At one point in April 2020, when much was still unknown about Covid-19, I was forwarded a voice recording by a worried friend on the Whatsapp messaging app. The woman in the recording, in a desperate and urgent tone, claimed she worked within the ambulance service and that Public Health England had secretly told staff that the country was about to hit its coronavirus peak. We would be facing 900 deaths a day, one third of which would be teenagers, children and babies with no underlying health issues. She also stressed that when this happened, the NHS would be unable to cope, so would not dispatch any ambulances, even to urgent cases.

She conjured up a scene so horrific that it could could come straight out of a disaster movie, warning that mortuaries were already full and ice rinks were being prepared to accept the bodies of the dead. The message was clearly designed to stir up fear and panic in an already fearful and panicked nation. It was quickly proved to be a hoax, but not before it had been shared by hundreds of thousands of worried people on Whatsapp. The woman who recorded it turned out not to work in healthcare at all, but simply liked the idea of scaring a few million people into panic buying loo roll at the supermarket. What a very strange way to get your kicks.

We all have a responsibility to check if something is genuine and accurate before we go as far as spreading it among people we know, because they will then of course go and share it themselves. But too many of us don’t seem able or willing to do so, despite the fact that the internet makes it easier than ever to do your own research to determine if something is fact or fiction. Don’t get me wrong. There are those who are very clever at twisting things to so that they seem very plausible to an audience willing to believe it (Donald Trump’s unforgettable ‘Alternative Facts’ spring to mind). But most people with a modicum of common sense should be able to work out the truth if they put the effort into doing so.

Conspiracy theories seem to be particularly rife at the moment, whether they be about how Covid came about, about what vaccinations do or about why Trump lost the US Presidential election. Apparently, at times of uncertainty, when the reality is really hard to get your head around, we are more likely to believe a conspiracy theory. We want the certainty of a black and white explanation, rather than accepting the unsettling truth about a dreadful situation where certainty cannot be given and no end is in sight.

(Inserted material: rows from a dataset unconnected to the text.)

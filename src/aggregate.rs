use std::time::Duration;

use futures::future::join;
use tokio::{
    sync::mpsc,
    task::{JoinError, JoinHandle},
};

use crate::metric::Sample;

/// Everything a run observed, returned to the caller of
/// [`crate::run_load`] or [`crate::Executor::exec`].
///
/// `latencies` holds one entry per completed invocation, failed ones
/// included. `errors` holds the error of each failed invocation. The two are
/// collected from independent channels, so there is no positional
/// correspondence between `latencies[i]` and `errors[i]`, and neither is in
/// completion order across workers.
///
/// No statistics are computed here: percentiles, throughput and error ratios
/// belong to whoever consumes the result.
#[derive(Debug, Clone, PartialEq, Eq)]
pub struct LoadResult<E> {
    pub latencies: Vec<Duration>,
    pub errors: Vec<E>,
}

impl<E> LoadResult<E> {
    /// Number of invocations that ran to completion.
    pub fn invocations(&self) -> usize {
        self.latencies.len()
    }
}

/// Write half handed to every worker.
pub(crate) struct SampleSink<E> {
    latencies: mpsc::Sender<Duration>,
    errors: mpsc::Sender<E>,
}

impl<E> Clone for SampleSink<E> {
    fn clone(&self) -> Self {
        Self {
            latencies: self.latencies.clone(),
            errors: self.errors.clone(),
        }
    }
}

impl<E: Send + 'static> SampleSink<E> {
    /// Publish a sample. Returns once both halves have been queued, so a
    /// completion signalled afterwards is always ordered behind its sample.
    pub(crate) async fn record(&self, sample: Sample<E>) {
        if self.latencies.send(sample.latency).await.is_err() {
            tracing::debug!("Latency collector gone, dropping sample.");
        }
        if let Some(error) = sample.error {
            if self.errors.send(error).await.is_err() {
                tracing::debug!("Error collector gone, dropping sample.");
            }
        }
    }
}

/// Read half: two collector tasks draining the sample channels while the run
/// is in progress.
pub(crate) struct Aggregator<E> {
    latencies: JoinHandle<Vec<Duration>>,
    errors: JoinHandle<Vec<E>>,
}

impl<E: Send + 'static> Aggregator<E> {
    /// Spawn the collectors. `buffer` bounds each channel; collectors keep
    /// draining during the run so producers only wait when a burst outpaces
    /// them.
    pub(crate) fn spawn(buffer: usize) -> (SampleSink<E>, Self) {
        let (latency_tx, latency_rx) = mpsc::channel(buffer);
        let (error_tx, error_rx) = mpsc::channel(buffer);
        let aggregator = Self {
            latencies: tokio::spawn(collector_task(latency_rx, buffer)),
            errors: tokio::spawn(collector_task(error_rx, buffer)),
        };
        let sink = SampleSink {
            latencies: latency_tx,
            errors: error_tx,
        };
        (sink, aggregator)
    }

    /// Wait for both collectors to see their channel closed and return what
    /// they gathered.
    ///
    /// Only completes once every [`SampleSink`] clone has been dropped, which
    /// the executor guarantees by calling this after the pool has drained.
    pub(crate) async fn finish(self) -> Result<LoadResult<E>, JoinError> {
        let (latencies, errors) = join(self.latencies, self.errors).await;
        Ok(LoadResult {
            latencies: latencies?,
            errors: errors?,
        })
    }
}

/// Drain `rx` until every sender is gone, pulling whatever is already queued
/// in batches of up to `batch_size` after each wakeup.
pub(crate) async fn collector_task<T>(mut rx: mpsc::Receiver<T>, batch_size: usize) -> Vec<T> {
    let mut collected = Vec::new();

    // Wait for the first item or end once the channel is closed and empty
    while let Some(item) = rx.recv().await {
        collected.push(item);

        // Grab everything else that is already waiting
        for _ in 1..batch_size {
            match rx.try_recv() {
                Ok(item) => collected.push(item),
                Err(_) => break,
            }
        }
    }
    collected
}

One of the most famous conspiracy theories involves the moon landings, where on 20th July 1969, Neil Armstrong took the first steps by a human on the lunar surface. Around 650 million people around the world watched live as he made the most famous walk of all time, and yet there are still those who believe it was all faked.

In his column from 23rd January 1982, Dad talks about meeting an old Yorkshire fella who steadfastly refused to believe it had happened (despite there being five further moon landings since that first one).

“Thoo can’t tell me that onnybody’s gotten up yonder. Ah’ll nivver swallow that yarn, nut as lang as Ah live…Ah reckon it was all filmed in yan o’ them television studios, all a mak-believe. It was summat put in t’papers for t’bairns ti larn at scheeal…Ah’s nut daft, thoo knaws – neea fella from this earth has landed on t’moon.”

The chap didn’t give an explanation as to why such a thing would be fabricated, but was steadfast in his refusal to believe it. I wonder what he’d think about the virus? I’m sure he’d have a theory or two.